» **What you should do**:
In the records that follow, find each line with the word "Debug" and copy it.

Data excerpts
============

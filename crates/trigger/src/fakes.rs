//! In-memory fakes for the port traits (testing only).
//!
//! [`MemoryJobStore`] honours the idempotent-by-identity contract of
//! [`JobStore`] and can be scripted to fail specific jobs, without any
//! external dependencies.

use std::collections::{HashMap, VecDeque};
use std::sync::Mutex;

use async_trait::async_trait;

use crate::context::Context;
use crate::job::JobRequest;
use crate::store::{JobStore, StoreError};
use crate::JobId;

#[derive(Debug, Default)]
struct State {
    records: Vec<JobRequest>,
    failures: HashMap<String, VecDeque<StoreError>>,
    attempts: HashMap<String, usize>,
}

/// In-memory job store keeping requests in creation order.
#[derive(Debug, Default)]
pub struct MemoryJobStore {
    state: Mutex<State>,
}

impl MemoryJobStore {
    pub fn new() -> Self {
        Self::default()
    }

    /// Queues `err` as the answer to the next create of `job`.
    ///
    /// Queued failures are consumed in order before the job is stored.
    pub fn fail_job(&self, job: &str, err: StoreError) {
        let mut state = self.state.lock().unwrap();
        state
            .failures
            .entry(job.to_string())
            .or_default()
            .push_back(err);
    }

    /// Number of create calls seen for `job`, successful or not.
    pub fn attempts(&self, job: &str) -> usize {
        let state = self.state.lock().unwrap();
        state.attempts.get(job).copied().unwrap_or(0)
    }

    pub fn get(&self, id: &JobId) -> Option<JobRequest> {
        let state = self.state.lock().unwrap();
        state.records.iter().find(|r| r.id == *id).cloned()
    }

    /// Stored requests in creation order.
    pub fn records(&self) -> Vec<JobRequest> {
        self.state.lock().unwrap().records.clone()
    }

    pub fn len(&self) -> usize {
        self.state.lock().unwrap().records.len()
    }

    pub fn is_empty(&self) -> bool {
        self.len() == 0
    }
}

#[async_trait]
impl JobStore for MemoryJobStore {
    async fn create(&self, _ctx: &Context, request: &JobRequest) -> Result<(), StoreError> {
        let mut state = self.state.lock().unwrap();
        let job = request.job.as_str();
        *state.attempts.entry(job.to_string()).or_default() += 1;

        if let Some(err) = state.failures.get_mut(job).and_then(VecDeque::pop_front) {
            return Err(err);
        }
        if state.records.iter().any(|r| r.id == request.id) {
            return Err(StoreError::AlreadyExists { id: request.id });
        }
        state.records.push(request.clone());
        Ok(())
    }
}
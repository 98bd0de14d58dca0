//! Election configuration.
//!
//! An `ElectionConfig` is everything a session needs at construction time:
//! the candidate list and the registration policy.
//!
//! ```text
//! {
//!   "candidates":   [{ "id": "C1", "name": "...", "party": "..." }, ...],
//!   "registration": { "minAge": 18, "maxAge": 122 }
//! }
//! ```

use crate::{Error, Result};
use serde::{Deserialize, Serialize};
use std::collections::BTreeSet;

/// A candidate as listed before the election opens.
#[derive(Clone, Debug, PartialEq, Eq, Serialize, Deserialize)]
pub struct CandidateSpec {
    pub id: String,
    pub name: String,
    pub party: String,
}

impl CandidateSpec {
    pub fn new(id: impl Into<String>, name: impl Into<String>, party: impl Into<String>) -> Self {
        Self {
            id: id.into(),
            name: name.into(),
            party: party.into(),
        }
    }
}

/// Age bounds enforced at registration, both inclusive.
#[derive(Clone, Copy, Debug, PartialEq, Eq, Serialize, Deserialize)]
#[serde(default, rename_all = "camelCase")]
pub struct RegistrationPolicy {
    pub min_age: i64,
    pub max_age: i64,
}

impl RegistrationPolicy {
    pub const DEFAULT_MIN_AGE: i64 = 18;
    pub const DEFAULT_MAX_AGE: i64 = 122;

    /// Check whether an age falls inside the policy.
    pub fn admits(&self, age: i64) -> bool {
        (self.min_age..=self.max_age).contains(&age)
    }
}

impl Default for RegistrationPolicy {
    fn default() -> Self {
        Self {
            min_age: Self::DEFAULT_MIN_AGE,
            max_age: Self::DEFAULT_MAX_AGE,
        }
    }
}

/// Parameters for creating an election session.
#[derive(Clone, Debug, Default, PartialEq, Eq, Serialize, Deserialize)]
#[serde(default, rename_all = "camelCase")]
pub struct ElectionConfig {
    /// Candidates in ballot order. Ties in results resolve by this order.
    pub candidates: Vec<CandidateSpec>,
    pub registration: RegistrationPolicy,
}

impl ElectionConfig {
    /// Config with the default registration policy.
    pub fn new(candidates: Vec<CandidateSpec>) -> Self {
        Self {
            candidates,
            registration: RegistrationPolicy::default(),
        }
    }

    /// Parse a config from JSON and validate it.
    pub fn from_json(json: &str) -> Result<Self> {
        let config: Self = serde_json::from_str(json)?;
        config.validate()?;
        Ok(config)
    }

    /// Check the invariants a session relies on.
    pub fn validate(&self) -> Result<()> {
        let mut seen = BTreeSet::new();
        for candidate in &self.candidates {
            if candidate.id.is_empty() {
                return Err(Error::invalid_config("candidate id must not be empty"));
            }
            if !seen.insert(candidate.id.as_str()) {
                return Err(Error::invalid_config(format!(
                    "duplicate candidate id: {}",
                    candidate.id
                )));
            }
        }

        if self.registration.min_age > self.registration.max_age {
            return Err(Error::invalid_config(format!(
                "minAge {} exceeds maxAge {}",
                self.registration.min_age, self.registration.max_age
            )));
        }

        Ok(())
    }
}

============

» **Exercise answer**:
#[derive(Debug, Default)]
#[derive(Debug, Default)]
#[derive(Clone, Debug, PartialEq, Eq, Serialize, Deserialize)]
#[derive(Clone, Copy, Debug, PartialEq, Eq, Serialize, Deserialize)]
#[derive(Clone, Debug, Default, PartialEq, Eq, Serialize, Deserialize)]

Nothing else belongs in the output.